▶ **EXERCISE DESCRIPTION**: What lines in the records below include the word "Serialization"? Return each one.

(Dataset entries)
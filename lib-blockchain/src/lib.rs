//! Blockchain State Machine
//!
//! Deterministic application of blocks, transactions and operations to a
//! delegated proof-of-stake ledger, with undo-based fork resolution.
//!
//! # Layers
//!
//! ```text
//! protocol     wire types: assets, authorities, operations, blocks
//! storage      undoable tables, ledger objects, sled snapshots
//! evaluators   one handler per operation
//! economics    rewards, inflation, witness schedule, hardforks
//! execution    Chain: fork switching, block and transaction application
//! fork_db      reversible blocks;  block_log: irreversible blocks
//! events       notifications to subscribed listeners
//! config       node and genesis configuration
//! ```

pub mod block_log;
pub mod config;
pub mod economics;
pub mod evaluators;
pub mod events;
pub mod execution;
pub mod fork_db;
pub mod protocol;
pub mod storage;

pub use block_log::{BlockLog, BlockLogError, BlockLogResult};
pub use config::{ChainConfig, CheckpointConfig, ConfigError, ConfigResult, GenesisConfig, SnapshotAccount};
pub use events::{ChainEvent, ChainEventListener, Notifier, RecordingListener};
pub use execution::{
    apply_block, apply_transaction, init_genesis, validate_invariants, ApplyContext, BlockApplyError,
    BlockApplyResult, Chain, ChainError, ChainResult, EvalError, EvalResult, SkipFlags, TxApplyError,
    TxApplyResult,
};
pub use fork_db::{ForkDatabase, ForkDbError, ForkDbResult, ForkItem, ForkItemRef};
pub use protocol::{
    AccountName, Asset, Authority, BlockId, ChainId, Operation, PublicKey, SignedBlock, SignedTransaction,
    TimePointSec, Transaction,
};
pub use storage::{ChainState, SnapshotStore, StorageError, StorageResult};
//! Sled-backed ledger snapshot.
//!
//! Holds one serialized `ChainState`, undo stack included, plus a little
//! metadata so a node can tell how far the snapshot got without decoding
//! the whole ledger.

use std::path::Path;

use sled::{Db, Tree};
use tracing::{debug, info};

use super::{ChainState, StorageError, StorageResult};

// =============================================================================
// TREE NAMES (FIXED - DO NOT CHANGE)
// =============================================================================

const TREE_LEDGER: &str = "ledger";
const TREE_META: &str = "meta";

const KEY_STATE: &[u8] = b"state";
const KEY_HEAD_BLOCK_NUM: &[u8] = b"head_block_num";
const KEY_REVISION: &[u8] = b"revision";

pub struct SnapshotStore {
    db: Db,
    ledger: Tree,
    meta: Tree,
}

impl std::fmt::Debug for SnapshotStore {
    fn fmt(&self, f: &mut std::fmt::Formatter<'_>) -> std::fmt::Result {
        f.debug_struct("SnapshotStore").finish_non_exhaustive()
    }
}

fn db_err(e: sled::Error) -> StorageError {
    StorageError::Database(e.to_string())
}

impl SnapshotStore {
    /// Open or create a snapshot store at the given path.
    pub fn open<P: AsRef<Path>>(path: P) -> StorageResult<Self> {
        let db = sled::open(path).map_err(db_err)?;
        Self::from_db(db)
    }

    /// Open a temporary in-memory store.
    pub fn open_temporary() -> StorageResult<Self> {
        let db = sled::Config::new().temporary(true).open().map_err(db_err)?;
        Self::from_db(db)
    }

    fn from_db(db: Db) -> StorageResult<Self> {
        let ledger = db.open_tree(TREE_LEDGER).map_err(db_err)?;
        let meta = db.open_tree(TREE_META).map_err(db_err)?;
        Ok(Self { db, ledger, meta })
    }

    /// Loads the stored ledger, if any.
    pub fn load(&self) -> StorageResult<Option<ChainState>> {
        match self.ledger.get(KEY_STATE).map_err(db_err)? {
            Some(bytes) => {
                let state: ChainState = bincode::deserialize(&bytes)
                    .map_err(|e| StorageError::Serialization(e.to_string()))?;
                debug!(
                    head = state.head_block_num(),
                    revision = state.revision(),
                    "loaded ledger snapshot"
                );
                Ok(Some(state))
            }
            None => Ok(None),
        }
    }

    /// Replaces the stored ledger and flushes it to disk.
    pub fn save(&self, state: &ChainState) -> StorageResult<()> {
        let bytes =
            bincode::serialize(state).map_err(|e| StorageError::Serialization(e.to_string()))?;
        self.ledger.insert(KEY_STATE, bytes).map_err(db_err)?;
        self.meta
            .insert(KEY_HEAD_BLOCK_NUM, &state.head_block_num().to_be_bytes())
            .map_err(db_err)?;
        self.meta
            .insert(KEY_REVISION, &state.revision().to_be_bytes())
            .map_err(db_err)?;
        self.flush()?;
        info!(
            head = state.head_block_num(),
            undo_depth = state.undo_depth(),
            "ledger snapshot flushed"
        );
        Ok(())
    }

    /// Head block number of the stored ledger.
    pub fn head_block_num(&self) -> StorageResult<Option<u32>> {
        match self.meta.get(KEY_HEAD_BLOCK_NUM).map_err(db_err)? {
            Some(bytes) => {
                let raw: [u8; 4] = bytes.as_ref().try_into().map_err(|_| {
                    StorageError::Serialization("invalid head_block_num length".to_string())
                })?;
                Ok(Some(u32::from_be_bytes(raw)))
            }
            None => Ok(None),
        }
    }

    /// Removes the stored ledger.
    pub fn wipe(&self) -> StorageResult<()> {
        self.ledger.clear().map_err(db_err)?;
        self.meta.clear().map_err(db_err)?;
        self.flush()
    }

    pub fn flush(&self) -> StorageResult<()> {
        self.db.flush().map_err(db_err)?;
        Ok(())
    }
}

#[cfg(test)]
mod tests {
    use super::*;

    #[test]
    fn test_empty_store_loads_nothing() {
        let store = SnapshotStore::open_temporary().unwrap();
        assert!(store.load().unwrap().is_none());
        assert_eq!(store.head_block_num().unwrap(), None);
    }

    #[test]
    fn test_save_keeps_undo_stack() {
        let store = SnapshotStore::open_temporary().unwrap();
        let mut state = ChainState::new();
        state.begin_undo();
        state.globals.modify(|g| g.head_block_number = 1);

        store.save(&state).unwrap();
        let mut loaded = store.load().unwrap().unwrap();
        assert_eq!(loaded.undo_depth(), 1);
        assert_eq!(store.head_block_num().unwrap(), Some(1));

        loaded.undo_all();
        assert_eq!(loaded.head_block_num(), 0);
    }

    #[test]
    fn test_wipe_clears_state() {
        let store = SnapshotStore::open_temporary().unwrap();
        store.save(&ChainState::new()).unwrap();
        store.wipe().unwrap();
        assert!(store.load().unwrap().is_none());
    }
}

▶ **ANSWER TO THIS EXERCISE**:
                    .map_err(|e| StorageError::Serialization(e.to_string()))?;
            bincode::serialize(state).map_err(|e| StorageError::Serialization(e.to_string()))?;
                    StorageError::Serialization("invalid head_block_num length".to_string())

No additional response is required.